Task directions. Nothing in the listing may be skipped; repeat it all exactly.

--- START ---

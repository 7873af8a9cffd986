// File: crates/sheet-core/tests/grid.rs
// Purpose: Tick counts, tick placement and rotational symmetry of both axes.

use sheet_core::{compute_layout, Corridor, Point, SheetConfig, Size, Tick, TickKind};

fn small(rows: u32, columns: u32) -> SheetConfig {
    SheetConfig {
        canvas_size_mm: Size::new(100.0, 100.0),
        padding_mm: 10.0,
        border_thickness_mm: 5.0,
        row_divisions: rows,
        column_divisions: columns,
        ..SheetConfig::default()
    }
}

fn close(a: Point, b: Point) -> bool {
    (a.x - b.x).abs() < 1e-9 && (a.y - b.y).abs() < 1e-9
}

#[test]
fn tick_count_per_axis() {
    for d in 1..=12u32 {
        let layout = compute_layout(&small(d, d + 1)).unwrap();
        assert_eq!(layout.rows.ticks.len(), 4 * (d as usize - 1) + 4, "rows d={d}");
        assert_eq!(layout.columns.ticks.len(), 4 * d as usize + 4, "columns d={}", d + 1);
        assert_eq!(layout.rows.interior_count(), 4 * (d as usize - 1));
    }
}

#[test]
fn single_division_has_only_end_ticks() {
    let layout = compute_layout(&small(1, 1)).unwrap();
    assert_eq!(layout.rows.ticks.len(), 4);
    assert!(layout.rows.ticks.iter().all(|t| t.kind == TickKind::End && t.width_multiplier == 2.0));
    // One labelled zone per half-axis, on each corridor.
    assert_eq!(layout.row_labels.len(), 4);
    assert!(layout.row_labels.iter().all(|l| l.zone == 1));
}

#[test]
fn row_ticks_span_the_side_corridors() {
    let layout = compute_layout(&small(2, 2)).unwrap();
    let near: Vec<&Tick> = layout.rows.on(Corridor::Near).collect();
    let far: Vec<&Tick> = layout.rows.on(Corridor::Far).collect();
    assert_eq!(near.len(), 4);
    assert_eq!(far.len(), 4);

    // End ticks close the half-axes at the inner box edges.
    assert_eq!((near[0].start, near[0].end), (Point::new(10.0, 15.0), Point::new(15.0, 15.0)));
    assert_eq!((far[0].start, far[0].end), (Point::new(90.0, 15.0), Point::new(85.0, 15.0)));
    assert_eq!((near[1].start, near[1].end), (Point::new(10.0, 85.0), Point::new(15.0, 85.0)));

    // Interior ticks at midline ± 17.5 (70 / 2 / 2).
    assert_eq!(near[2].start, Point::new(10.0, 67.5));
    assert_eq!(near[3].start, Point::new(10.0, 32.5));
    assert_eq!(far[2].end, Point::new(85.0, 67.5));
    assert!(near[2].width_multiplier == 1.0 && near[2].kind == TickKind::Interior);
}

#[test]
fn column_ticks_span_the_top_and_bottom_corridors() {
    let layout = compute_layout(&small(2, 2)).unwrap();
    let ticks = &layout.columns.ticks;
    assert_eq!((ticks[0].start, ticks[0].end), (Point::new(15.0, 10.0), Point::new(15.0, 15.0)));
    assert_eq!((ticks[1].start, ticks[1].end), (Point::new(15.0, 90.0), Point::new(15.0, 85.0)));
    assert_eq!(ticks[4].start, Point::new(67.5, 10.0));
    assert_eq!(ticks[5].start, Point::new(32.5, 10.0));
}

#[test]
fn grid_survives_half_turn() {
    let cfg = SheetConfig {
        canvas_size_mm: Size::new(420.0, 297.0),
        row_divisions: 4,
        column_divisions: 7,
        ..SheetConfig::default()
    };
    let layout = compute_layout(&cfg).unwrap();
    let rotate = |p: Point| Point::new(420.0 - p.x, 297.0 - p.y);
    for grid in [&layout.rows, &layout.columns] {
        for t in &grid.ticks {
            let (s, e) = (rotate(t.start), rotate(t.end));
            assert!(
                grid.ticks.iter().any(|u| close(u.start, s) && close(u.end, e) && u.kind == t.kind),
                "no rotated partner for {t:?}"
            );
        }
    }
}

#[test]
fn ticks_stay_inside_the_corridors() {
    let cfg = SheetConfig::default();
    let layout = compute_layout(&cfg).unwrap();
    let t = cfg.border_thickness_mm;
    for tick in layout.rows.ticks.iter().chain(&layout.columns.ticks) {
        let len = ((tick.end.x - tick.start.x).powi(2) + (tick.end.y - tick.start.y).powi(2)).sqrt();
        assert!((len - t).abs() < 1e-9);
        assert!(layout.outer.contains_box(&sheet_core::SheetBox { position: tick.start, size: Size::new(0.0, 0.0) }));
    }
}
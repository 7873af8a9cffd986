// File: crates/sheet-core/src/sink.rs
// Summary: RenderSink contract, command replay, and an in-memory recording sink.

use log::trace;

use crate::draw::{DrawCommand, LineStyle, ShapeStyle, TextStyle};
use crate::error::SinkError;
use crate::types::{Point, Size};

/// Output backend. Draw calls are infallible and may buffer; `finalize` is
/// the only place blocking I/O happens and the only place a sink may fail.
pub trait RenderSink {
    fn draw_rectangle(&mut self, position: Point, size: Size, style: &ShapeStyle);
    fn draw_line(&mut self, start: Point, end: Point, style: &LineStyle);
    fn draw_text(&mut self, text: &str, position: Point, style: &TextStyle);
    fn finalize(&mut self) -> Result<(), SinkError>;
}

impl<S: RenderSink + ?Sized> RenderSink for &mut S {
    fn draw_rectangle(&mut self, position: Point, size: Size, style: &ShapeStyle) {
        (**self).draw_rectangle(position, size, style)
    }
    fn draw_line(&mut self, start: Point, end: Point, style: &LineStyle) {
        (**self).draw_line(start, end, style)
    }
    fn draw_text(&mut self, text: &str, position: Point, style: &TextStyle) {
        (**self).draw_text(text, position, style)
    }
    fn finalize(&mut self) -> Result<(), SinkError> {
        (**self).finalize()
    }
}

/// Send one command to a sink.
pub fn dispatch(cmd: &DrawCommand, sink: &mut dyn RenderSink) {
    trace!("{cmd}");
    match cmd {
        DrawCommand::Rectangle { position, size, style } => sink.draw_rectangle(*position, *size, style),
        DrawCommand::Line { start, end, style } => sink.draw_line(*start, *end, style),
        DrawCommand::Text { text, position, style } => sink.draw_text(text, *position, style),
    }
}

/// Send every command in order, then finalize. Sink errors are returned unchanged.
pub fn replay(commands: &[DrawCommand], sink: &mut dyn RenderSink) -> Result<(), SinkError> {
    for cmd in commands {
        dispatch(cmd, sink);
    }
    sink.finalize()
}

/// Keeps the formatted command log. Handy for tests and golden files.
#[derive(Debug, Default)]
pub struct RecordingSink {
    pub lines: Vec<String>,
    pub finalized: usize,
}

impl RecordingSink {
    pub fn new() -> Self {
        Self::default()
    }

    /// The log as one newline-terminated string.
    pub fn log(&self) -> String {
        let mut out = String::new();
        for l in &self.lines {
            out.push_str(l);
            out.push('\n');
        }
        out
    }
}

impl RenderSink for RecordingSink {
    fn draw_rectangle(&mut self, position: Point, size: Size, style: &ShapeStyle) {
        let cmd = DrawCommand::Rectangle { position, size, style: *style };
        self.lines.push(cmd.to_string());
    }
    fn draw_line(&mut self, start: Point, end: Point, style: &LineStyle) {
        let cmd = DrawCommand::Line { start, end, style: *style };
        self.lines.push(cmd.to_string());
    }
    fn draw_text(&mut self, text: &str, position: Point, style: &TextStyle) {
        let cmd = DrawCommand::Text { text: text.to_string(), position, style: style.clone() };
        self.lines.push(cmd.to_string());
    }
    fn finalize(&mut self) -> Result<(), SinkError> {
        self.finalized += 1;
        Ok(())
    }
}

--- END ---

Response to the task.
repository 7873af8a9cffd986
// File: crates/sheet-core/tests/grid.rs
// Purpose: Tick counts, tick placement and rotational symmetry of both axes.

use sheet_core::{compute_layout, Corridor, Point, SheetConfig, Size, Tick, TickKind};

fn small(rows: u32, columns: u32) -> SheetConfig {
    SheetConfig {
        canvas_size_mm: Size::new(100.0, 100.0),
        padding_mm: 10.0,
        border_thickness_mm: 5.0,
        row_divisions: rows,
        column_divisions: columns,
        ..SheetConfig::default()
    }
}

fn close(a: Point, b: Point) -> bool {
    (a.x - b.x).abs() < 1e-9 && (a.y - b.y).abs() < 1e-9
}

#[test]
fn tick_count_per_axis() {
    for d in 1..=12u32 {
        let layout = compute_layout(&small(d, d + 1)).unwrap();
        assert_eq!(layout.rows.ticks.len(), 4 * (d as usize - 1) + 4, "rows d={d}");
        assert_eq!(layout.columns.ticks.len(), 4 * d as usize + 4, "columns d={}", d + 1);
        assert_eq!(layout.rows.interior_count(), 4 * (d as usize - 1));
    }
}

#[test]
fn single_division_has_only_end_ticks() {
    let layout = compute_layout(&small(1, 1)).unwrap();
    assert_eq!(layout.rows.ticks.len(), 4);
    assert!(layout.rows.ticks.iter().all(|t| t.kind == TickKind::End && t.width_multiplier == 2.0));
    // One labelled zone per half-axis, on each corridor.
    assert_eq!(layout.row_labels.len(), 4);
    assert!(layout.row_labels.iter().all(|l| l.zone == 1));
}

#[test]
fn row_ticks_span_the_side_corridors() {
    let layout = compute_layout(&small(2, 2)).unwrap();
    let near: Vec<&Tick> = layout.rows.on(Corridor::Near).collect();
    let far: Vec<&Tick> = layout.rows.on(Corridor::Far).collect();
    assert_eq!(near.len(), 4);
    assert_eq!(far.len(), 4);

    // End ticks close the half-axes at the inner box edges.
    assert_eq!((near[0].start, near[0].end), (Point::new(10.0, 15.0), Point::new(15.0, 15.0)));
    assert_eq!((far[0].start, far[0].end), (Point::new(90.0, 15.0), Point::new(85.0, 15.0)));
    assert_eq!((near[1].start, near[1].end), (Point::new(10.0, 85.0), Point::new(15.0, 85.0)));

    // Interior ticks at midline ± 17.5 (70 / 2 / 2).
    assert_eq!(near[2].start, Point::new(10.0, 67.5));
    assert_eq!(near[3].start, Point::new(10.0, 32.5));
    assert_eq!(far[2].end, Point::new(85.0, 67.5));
    assert!(near[2].width_multiplier == 1.0 && near[2].kind == TickKind::Interior);
}

#[test]
fn column_ticks_span_the_top_and_bottom_corridors() {
    let layout = compute_layout(&small(2, 2)).unwrap();
    let ticks = &layout.columns.ticks;
    assert_eq!((ticks[0].start, ticks[0].end), (Point::new(15.0, 10.0), Point::new(15.0, 15.0)));
    assert_eq!((ticks[1].start, ticks[1].end), (Point::new(15.0, 90.0), Point::new(15.0, 85.0)));
    assert_eq!(ticks[4].start, Point::new(67.5, 10.0));
    assert_eq!(ticks[5].start, Point::new(32.5, 10.0));
}

#[test]
fn grid_survives_half_turn() {
    let cfg = SheetConfig {
        canvas_size_mm: Size::new(420.0, 297.0),
        row_divisions: 4,
        column_divisions: 7,
        ..SheetConfig::default()
    };
    let layout = compute_layout(&cfg).unwrap();
    let rotate = |p: Point| Point::new(420.0 - p.x, 297.0 - p.y);
    for grid in [&layout.rows, &layout.columns] {
        for t in &grid.ticks {
            let (s, e) = (rotate(t.start), rotate(t.end));
            assert!(
                grid.ticks.iter().any(|u| close(u.start, s) && close(u.end, e) && u.kind == t.kind),
                "no rotated partner for {t:?}"
            );
        }
    }
}

#[test]
fn ticks_stay_inside_the_corridors() {
    let cfg = SheetConfig::default();
    let layout = compute_layout(&cfg).unwrap();
    let t = cfg.border_thickness_mm;
    for tick in layout.rows.ticks.iter().chain(&layout.columns.ticks) {
        let len = ((tick.end.x - tick.start.x).powi(2) + (tick.end.y - tick.start.y).powi(2)).sqrt();
        assert!((len - t).abs() < 1e-9);
        assert!(layout.outer.contains_box(&sheet_core::SheetBox { position: tick.start, size: Size::new(0.0, 0.0) }));
    }
}
repository 7873af8a9cffd986
// File: crates/sheet-core/src/sink.rs
// Summary: RenderSink contract, command replay, and an in-memory recording sink.

use log::trace;

use crate::draw::{DrawCommand, LineStyle, ShapeStyle, TextStyle};
use crate::error::SinkError;
use crate::types::{Point, Size};

/// Output backend. Draw calls are infallible and may buffer; `finalize` is
/// the only place blocking I/O happens and the only place a sink may fail.
pub trait RenderSink {
    fn draw_rectangle(&mut self, position: Point, size: Size, style: &ShapeStyle);
    fn draw_line(&mut self, start: Point, end: Point, style: &LineStyle);
    fn draw_text(&mut self, text: &str, position: Point, style: &TextStyle);
    fn finalize(&mut self) -> Result<(), SinkError>;
}

impl<S: RenderSink + ?Sized> RenderSink for &mut S {
    fn draw_rectangle(&mut self, position: Point, size: Size, style: &ShapeStyle) {
        (**self).draw_rectangle(position, size, style)
    }
    fn draw_line(&mut self, start: Point, end: Point, style: &LineStyle) {
        (**self).draw_line(start, end, style)
    }
    fn draw_text(&mut self, text: &str, position: Point, style: &TextStyle) {
        (**self).draw_text(text, position, style)
    }
    fn finalize(&mut self) -> Result<(), SinkError> {
        (**self).finalize()
    }
}

/// Send one command to a sink.
pub fn dispatch(cmd: &DrawCommand, sink: &mut dyn RenderSink) {
    trace!("{cmd}");
    match cmd {
        DrawCommand::Rectangle { position, size, style } => sink.draw_rectangle(*position, *size, style),
        DrawCommand::Line { start, end, style } => sink.draw_line(*start, *end, style),
        DrawCommand::Text { text, position, style } => sink.draw_text(text, *position, style),
    }
}

/// Send every command in order, then finalize. Sink errors are returned unchanged.
pub fn replay(commands: &[DrawCommand], sink: &mut dyn RenderSink) -> Result<(), SinkError> {
    for cmd in commands {
        dispatch(cmd, sink);
    }
    sink.finalize()
}

/// Keeps the formatted command log. Handy for tests and golden files.
#[derive(Debug, Default)]
pub struct RecordingSink {
    pub lines: Vec<String>,
    pub finalized: usize,
}

impl RecordingSink {
    pub fn new() -> Self {
        Self::default()
    }

    /// The log as one newline-terminated string.
    pub fn log(&self) -> String {
        let mut out = String::new();
        for l in &self.lines {
            out.push_str(l);
            out.push('\n');
        }
        out
    }
}

impl RenderSink for RecordingSink {
    fn draw_rectangle(&mut self, position: Point, size: Size, style: &ShapeStyle) {
        let cmd = DrawCommand::Rectangle { position, size, style: *style };
        self.lines.push(cmd.to_string());
    }
    fn draw_line(&mut self, start: Point, end: Point, style: &LineStyle) {
        let cmd = DrawCommand::Line { start, end, style: *style };
        self.lines.push(cmd.to_string());
    }
    fn draw_text(&mut self, text: &str, position: Point, style: &TextStyle) {
        let cmd = DrawCommand::Text { text: text.to_string(), position, style: style.clone() };
        self.lines.push(cmd.to_string());
    }
    fn finalize(&mut self) -> Result<(), SinkError> {
        self.finalized += 1;
        Ok(())
    }
}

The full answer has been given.